## Stored data entries
···

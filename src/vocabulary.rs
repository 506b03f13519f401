use std::collections::HashMap;
use serde::{Deserialize, Serialize};
use crate::normalizer::Corpus;


/// Token table of a corpus, most frequent first.
///
/// The index of a token is the row of its vector in a model trained on this
/// vocabulary. Ties in frequency are ordered by token so that the same corpus
/// always yields the same indices.
#[derive(Clone, Debug, PartialEq, Eq, Serialize, Deserialize)]
#[serde(from = "Vec<(String, usize)>", into = "Vec<(String, usize)>")]
pub struct Vocabulary {
    entries: Vec<(String, usize)>,
    t2i: HashMap<String, usize>,
}

impl Vocabulary {

    pub fn count_tokens(corpus: &Corpus) -> HashMap<String, usize> {
        let mut token2count: HashMap<String, usize> = HashMap::new();
        for tok in corpus.tokens() {
            *token2count.entry(tok.to_owned()).or_insert(0) += 1;
        }
        token2count
    }

    /// Keeps tokens seen at least `min_token_frequency` times, optionally only the
    /// `max_size` most frequent of those.
    pub fn build(corpus: &Corpus, min_token_frequency: usize, max_size: Option<usize>) -> Vocabulary {

        let token2count = Vocabulary::count_tokens(corpus);
        let n_unique = token2count.len();

        let mut entries: Vec<(String, usize)> = token2count
        .into_iter()
        .filter(|(_, count)| *count >= min_token_frequency)
        .collect();
        entries.sort_by(|(t1, c1), (t2, c2)| c2.cmp(c1).then_with(|| t1.cmp(t2)));
        if let Some(max_size) = max_size {
            entries.truncate(max_size);
        }

        tracing::info!("vocabulary keeps {} of {} unique tokens (min frequency {})", entries.len(), n_unique, min_token_frequency);
        Vocabulary::from_entries(entries)
    }

    pub fn from_entries(entries: Vec<(String, usize)>) -> Vocabulary {
        let t2i = entries
        .iter()
        .enumerate()
        .map(|(i, (t, _))| (t.to_owned(), i))
        .collect();
        Self { entries, t2i }
    }

    pub fn len(&self) -> usize {
        self.entries.len()
    }

    pub fn is_empty(&self) -> bool {
        self.entries.is_empty()
    }

    pub fn index_of(&self, token: &str) -> Option<usize> {
        self.t2i.get(token).copied()
    }

    pub fn contains(&self, token: &str) -> bool {
        self.t2i.contains_key(token)
    }

    pub fn token(&self, index: usize) -> Option<&str> {
        self.entries.get(index).map(|(t, _)| t.as_str())
    }

    pub fn count(&self, token: &str) -> Option<usize> {
        self.index_of(token).map(|i| self.entries[i].1)
    }

    pub fn entries(&self) -> &[(String, usize)] {
        &self.entries
    }

    pub fn tokens(&self) -> impl Iterator<Item = &str> {
        self.entries.iter().map(|(t, _)| t.as_str())
    }
}

impl From<Vec<(String, usize)>> for Vocabulary {
    fn from(entries: Vec<(String, usize)>) -> Self {
        Vocabulary::from_entries(entries)
    }
}

impl From<Vocabulary> for Vec<(String, usize)> {
    fn from(vocabulary: Vocabulary) -> Self {
        vocabulary.entries
    }
}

···

## Exercise directions
Could you set down, word for word, only the lines above from the line with "the same indices." to the line with "pub fn entries(&self)", including both?

## Solved problem
/// always yields the same indices.
#[derive(Clone, Debug, PartialEq, Eq, Serialize, Deserialize)]
#[serde(from = "Vec<(String, usize)>", into = "Vec<(String, usize)>")]
pub struct Vocabulary {
    entries: Vec<(String, usize)>,
    t2i: HashMap<String, usize>,
}

impl Vocabulary {

    pub fn count_tokens(corpus: &Corpus) -> HashMap<String, usize> {
        let mut token2count: HashMap<String, usize> = HashMap::new();
        for tok in corpus.tokens() {
            *token2count.entry(tok.to_owned()).or_insert(0) += 1;
        }
        token2count
    }

    /// Keeps tokens seen at least `min_token_frequency` times, optionally only the
    /// `max_size` most frequent of those.
    pub fn build(corpus: &Corpus, min_token_frequency: usize, max_size: Option<usize>) -> Vocabulary {

        let token2count = Vocabulary::count_tokens(corpus);
        let n_unique = token2count.len();

        let mut entries: Vec<(String, usize)> = token2count
        .into_iter()
        .filter(|(_, count)| *count >= min_token_frequency)
        .collect();
        entries.sort_by(|(t1, c1), (t2, c2)| c2.cmp(c1).then_with(|| t1.cmp(t2)));
        if let Some(max_size) = max_size {
            entries.truncate(max_size);
        }

        tracing::info!("vocabulary keeps {} of {} unique tokens (min frequency {})", entries.len(), n_unique, min_token_frequency);
        Vocabulary::from_entries(entries)
    }

    pub fn from_entries(entries: Vec<(String, usize)>) -> Vocabulary {
        let t2i = entries
        .iter()
        .enumerate()
        .map(|(i, (t, _))| (t.to_owned(), i))
        .collect();
        Self { entries, t2i }
    }

    pub fn len(&self) -> usize {
        self.entries.len()
    }

    pub fn is_empty(&self) -> bool {
        self.entries.is_empty()
    }

    pub fn index_of(&self, token: &str) -> Option<usize> {
        self.t2i.get(token).copied()
    }

    pub fn contains(&self, token: &str) -> bool {
        self.t2i.contains_key(token)
    }

    pub fn token(&self, index: usize) -> Option<&str> {
        self.entries.get(index).map(|(t, _)| t.as_str())
    }

    pub fn count(&self, token: &str) -> Option<usize> {
        self.index_of(token).map(|i| self.entries[i].1)
    }

    pub fn entries(&self) -> &[(String, usize)] {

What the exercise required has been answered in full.